Networking the nucleus

Abstract

The nuclei of differentiating cells exhibit several fundamental principles of self-organization. They are composed of many dynamical units connected physically and functionally to each other--a complex network--and the different parts of the system are mutually adapted and produce a characteristic end state. A unique cell-specific signature emerges over time from complex interactions among constituent elements that delineate coordinate gene expression and chromosome topology. Each element itself consists of many interacting components, all dynamical in nature. Self-organizing systems can be simplified while retaining complex information using approaches that examine the relationship between elements, such as spatial relationships and transcriptional information. These relationships can be represented using well-defined networks. We hypothesize that during the process of differentiation, networks within the cell nucleus rewire according to simple rules, from which a higher level of order emerges. Studying the interaction within and among networks provides a useful framework for investigating the complex organization and dynamic function of the nucleus.

Figure 1

Reprogramming: a network view. Network diagrams (A–C) are representations of collective information from chromosomal topology (D) and transcriptome (E) networks, that is the biological network, where nodes are genes or chromosomes.
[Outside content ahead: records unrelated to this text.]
pub trait ToCbor {
    fn to_cbor(&self, encoder: &mut Encoder);
}

/// A byte string, emitted as a single definite-length CBOR byte string.
pub struct Bytes<'a>(pub &'a [u8]);

/// Pre-encoded CBOR, copied to the output verbatim.
pub struct Raw<'a>(pub &'a [u8]);

pub struct Encoder {
    data: Vec<u8>,
}

impl Default for Encoder {
    fn default() -> Self {
        Self::new()
    }
}

impl Encoder {
    pub fn new() -> Self {
        Self { data: Vec::new() }
    }

    pub fn build(self) -> Vec<u8> {
        self.data
    }

    fn emit_uint_minor(&mut self, major: u8, val: u64) {
        if val < 24 {
            self.data.push((major << 5) | (val as u8))
        } else if val <= u8::MAX as u64 {
            self.data.push((major << 5) | 24u8);
            self.data.push(val as u8)
        } else if val <= u16::MAX as u64 {
            self.data.push((major << 5) | 25u8);
            self.data.extend((val as u16).to_be_bytes())
        } else if val <= u32::MAX as u64 {
            self.data.push((major << 5) | 26u8);
            self.data.extend((val as u32).to_be_bytes())
        } else {
            self.data.push((major << 5) | 27u8);
            self.data.extend(val.to_be_bytes())
        }
    }

    pub fn emit_raw_slice(&mut self, data: &[u8]) {
        self.data.extend_from_slice(data)
    }

    pub fn emit<T>(&mut self, value: &T)
    where
        T: ToCbor + ?Sized,
    {
        value.to_cbor(self)
    }

    /// Emits a definite-length byte string.
    pub fn emit_bytes(&mut self, value: &[u8]) {
        self.emit_bytes_header(value.len());
        self.data.extend_from_slice(value)
    }

    /// Emits only the head of a definite-length byte string of `len` bytes.
    /// The caller is responsible for the content that follows.
    pub fn emit_bytes_header(&mut self, len: usize) {
        self.emit_uint_minor(2, len as u64)
    }

    pub fn emit_array<F>(&mut self, count: Option<usize>, f: F)
    where
        F: FnOnce(&mut Array),
    {
        let mut a = Array::new(self, count);
        f(&mut a);
        a.end()
    }

    pub fn emit_slice<T>(&mut self, values: &[T])
    where
        T: ToCbor,
    {
        self.emit_array(Some(values.len()), |a| {
            for value in values {
                a.emit(value);
            }
        })
    }
}

pub struct Array<'a> {
    encoder: &'a mut Encoder,
    count: Option<usize>,
    idx: usize,
}

impl<'a> Array<'a> {
    fn new(encoder: &'a mut Encoder, count: Option<usize>) -> Self {
        if let Some(count) = count {
            encoder.emit_uint_minor(4, count as u64);
        } else {
            encoder.data.push((4 << 5) | 31);
        }
        Self {
            encoder,
            count,
            idx: 0,
        }
    }

    fn next_field(&mut self) -> &mut Encoder {
        self.idx += 1;
        match self.count {
            Some(count) if self.idx > count => {
                panic!("Too many items added to definite length array")
            }
            _ => {}
        };
        self.encoder
    }

    fn end(self) {
        let Some(count) = self.count else {
            return self.encoder.data.push(0xFF);
        };
        if self.idx != count {
            panic!(
                "Definite length array is short of items: {}, expected {}",
                self.idx, count
            );
        }
    }

    /// Reserve an item slot whose bytes will be appended later with [`Self::append_raw_slice`].
    pub fn skip_value(&mut self) {
        self.next_field();
    }

    /// Append an additional slice of data, without incrementing the field count
    pub fn append_raw_slice(&mut self, data: &[u8]) {
        self.encoder.emit_raw_slice(data)
    }

    pub fn emit<T>(&mut self, value: &T)
    where
        T: ToCbor + ?Sized,
    {
        self.next_field().emit(value)
    }

    pub fn emit_bytes(&mut self, value: &[u8]) {
        self.next_field().emit_bytes(value)
    }

    /// Fills the next item with the head of a byte string of `len` bytes, leaving the
    /// content to be supplied outside this encoder.
    pub fn emit_bytes_header(&mut self, len: usize) {
        self.next_field().emit_bytes_header(len)
    }

    pub fn emit_array<F>(&mut self, count: Option<usize>, f: F)
    where
        F: FnOnce(&mut Array),
    {
        self.next_field().emit_array(count, f)
    }

    pub fn emit_slice<T>(&mut self, values: &[T])
    where
        T: ToCbor,
    {
        self.next_field().emit_slice(values)
    }
}

macro_rules! impl_uint_to_cbor {
    ($($ty:ty),*) => {
        $(
            impl ToCbor for $ty {
                fn to_cbor(&self, encoder: &mut Encoder) {
                    encoder.emit_uint_minor(0, *self as u64);
                }
            }
        )*
    };
}

impl_uint_to_cbor!(u8, u16, u32, u64, usize);

// Untyped integer literals default to i32, so signed values must encode too.
macro_rules! impl_int_to_cbor {
    ($($ty:ty),*) => {
        $(
            impl ToCbor for $ty {
                fn to_cbor(&self, encoder: &mut Encoder) {
                    let val = *self as i64;
                    if val >= 0 {
                        encoder.emit_uint_minor(0, val as u64);
                    } else {
                        // -1 - val, computed without overflowing on i64::MIN
                        encoder.emit_uint_minor(1, !(val as u64));
                    }
                }
            }
        )*
    };
}

impl_int_to_cbor!(i8, i16, i32, i64, isize);

impl ToCbor for bool {
    fn to_cbor(&self, encoder: &mut Encoder) {
        encoder.data.push((7 << 5) | if *self { 21 } else { 20 })
    }
}

impl ToCbor for str {
    fn to_cbor(&self, encoder: &mut Encoder) {
        encoder.emit_uint_minor(3, self.len() as u64);
        encoder.data.extend_from_slice(self.as_bytes());
    }
}

impl ToCbor for String {
    fn to_cbor(&self, encoder: &mut Encoder) {
        self.as_str().to_cbor(encoder)
    }
}

impl ToCbor for Box<str> {
    fn to_cbor(&self, encoder: &mut Encoder) {
        self.as_ref().to_cbor(encoder)
    }
}

impl ToCbor for [u8] {
    fn to_cbor(&self, encoder: &mut Encoder) {
        encoder.emit_bytes(self);
    }
}

impl ToCbor for Vec<u8> {
    fn to_cbor(&self, encoder: &mut Encoder) {
        encoder.emit_bytes(self);
    }
}

impl ToCbor for Box<[u8]> {
    fn to_cbor(&self, encoder: &mut Encoder) {
        encoder.emit_bytes(self);
    }
}

impl<const N: usize> ToCbor for [u8; N] {
    fn to_cbor(&self, encoder: &mut Encoder) {
        encoder.emit_bytes(self);
    }
}

impl ToCbor for Bytes<'_> {
    fn to_cbor(&self, encoder: &mut Encoder) {
        encoder.emit_bytes(self.0);
    }
}

impl ToCbor for Raw<'_> {
    fn to_cbor(&self, encoder: &mut Encoder) {
        encoder.emit_raw_slice(self.0)
    }
}

impl<T> ToCbor for &T
where
    T: ToCbor + ?Sized,
{
    fn to_cbor(&self, encoder: &mut Encoder) {
        (**self).to_cbor(encoder)
    }
}

impl<A, B> ToCbor for (A, B)
where
    A: ToCbor,
    B: ToCbor,
{
    fn to_cbor(&self, encoder: &mut Encoder) {
        encoder.emit_array(Some(2), |a| {
            a.emit(&self.0);
            a.emit(&self.1);
        })
    }
}

pub fn emit<T>(value: &T) -> Vec<u8>
where
    T: ToCbor + ?Sized,
{
    let mut e = Encoder::new();
    e.emit(value);
    e.build()
}

pub fn emit_array<F>(count: Option<usize>, f: F) -> Vec<u8>
where
    F: FnOnce(&mut Array),
{
    let mut e = Encoder::new();
    e.emit_array(count, f);
    e.build()
}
Thus, we define the network in (A) as a nuclear circuit, composed of the networks in (D, E) (rectangular outline). (A) A biological network representing the specific network signature of the MEF, where some genes are connected, and some are not. The connectivity is weighted, that is the strength of the connection depends on the gene pair, shown by edge thickness. For example, connectivity between genes 2 and 5 is weaker than between 2 and 3. MyoD (the red node) is part of the network but in this case has no connection with other genes as it not expressed. (B) Activated MyoD establishes connections with the rest of the genes and initiates rewiring, accompanied by an increase in MyoD binding affinity. (C) The differentiated system has unique network architecture; new edges appear, resulting in a new network. Note that between (B) and (C) other network structures exist but we have only shown a few points during the process. (D, E) (Within-network organization): the MEF network initially exists in a unique pattern before induction of MyoD. After MyoD induction, the chromosomal network begins to rewire, increasing its connectivity and indicating changes in spatial architecture. The transcriptome network lags behind but gradually increases connectivity, and reaches a network state similar to the chromosomal network (higher communication). (F) Schematic representation of the question: is form a precondition for, or does form follow, function? The fibroblast and myoblast differ in nuclear architecture. In both cell types, actively transcribed genes (red circles) will be localized in active regions of chromatin (blue circles) and show a network of physical adjacencies (edges) within other regions of active chromatin. If form follows function, then muscle gene expression will precede or coincide with localization of a gene to an active region and rearrangement of nuclear adjacencies; whereas if function follows form, then repositioning of genes to active regions and rearrangement of nuclear adjacencies will precede gene transcription.

Figure 2

A quantitative view of how spatial arrangement of chromosomes may influence gene expression, and may precede nuclear reprogramming. (A) The blue networks on the left represent chromosomal spatial arrangement over six time points during reprogramming or differentiation, and the yellow networks represent gene expression. (B) Each connection (edge) between nodes within the networks in (A) at the first time point is assigned a value of one, and absence of an edge is assigned a value of zero in the unweighted adjacency matrices shown. This can be easily extended to the weighted case, where an edge can be assigned numerical values according to the strength of the connection. Equations for the computation of algebraic connectivity between adjacency matrices are given and are plotted in (C) for the six time points. In this case, the network organization is initially similar, but the chromosomal network precedes the expression network in organization. After the fifth time point, the two networks, possibly by an iterative communication process, converge on a unique steady state. This concept is also illustrated in Figure 3, where the initial networks at time point 1 exist within steady state 1, and the final networks at time point 6 exist within steady state 2.

Figure 3

Schematic illustration for the mechanics of self-organization and differentiation. Right: a nuclear circuit demonstrating organization during cellular differentiation. Local interactions (gene coregulation) lead to chromosomal associations that emerge cooperatively in cell-specific organization of the nucleus, which in turn feeds back to strengthen the local associations, and the self-organized system fine-tunes over time. Left: the initial state of this system is at the center of steady state 1. A perturbation, such as activation of a specific signaling pathway or shown here as induction of the transcription factor MyoD, may drive the state of the system towards the boundary of the basin of attraction of stable state 1 (locally stable state). A basin of attraction is a set of initial conditions that ultimately lead to behavior that approaches a specific state (the attractor). In other words, the system approaches cell-specific organization. When it transitions to stable state 2 (globally stable state), stability is lost and the system regains its stability only in the new steady state. In the case of MyoD, induction in MEF cells leads to a state transition into the myogenic lineage. The system is considered to be robust if its functions are still intact, regardless of whether it is in stable state 1 or 2. In an extreme case, the system may continue to transition between multiple stable state points to cope with ongoing perturbations.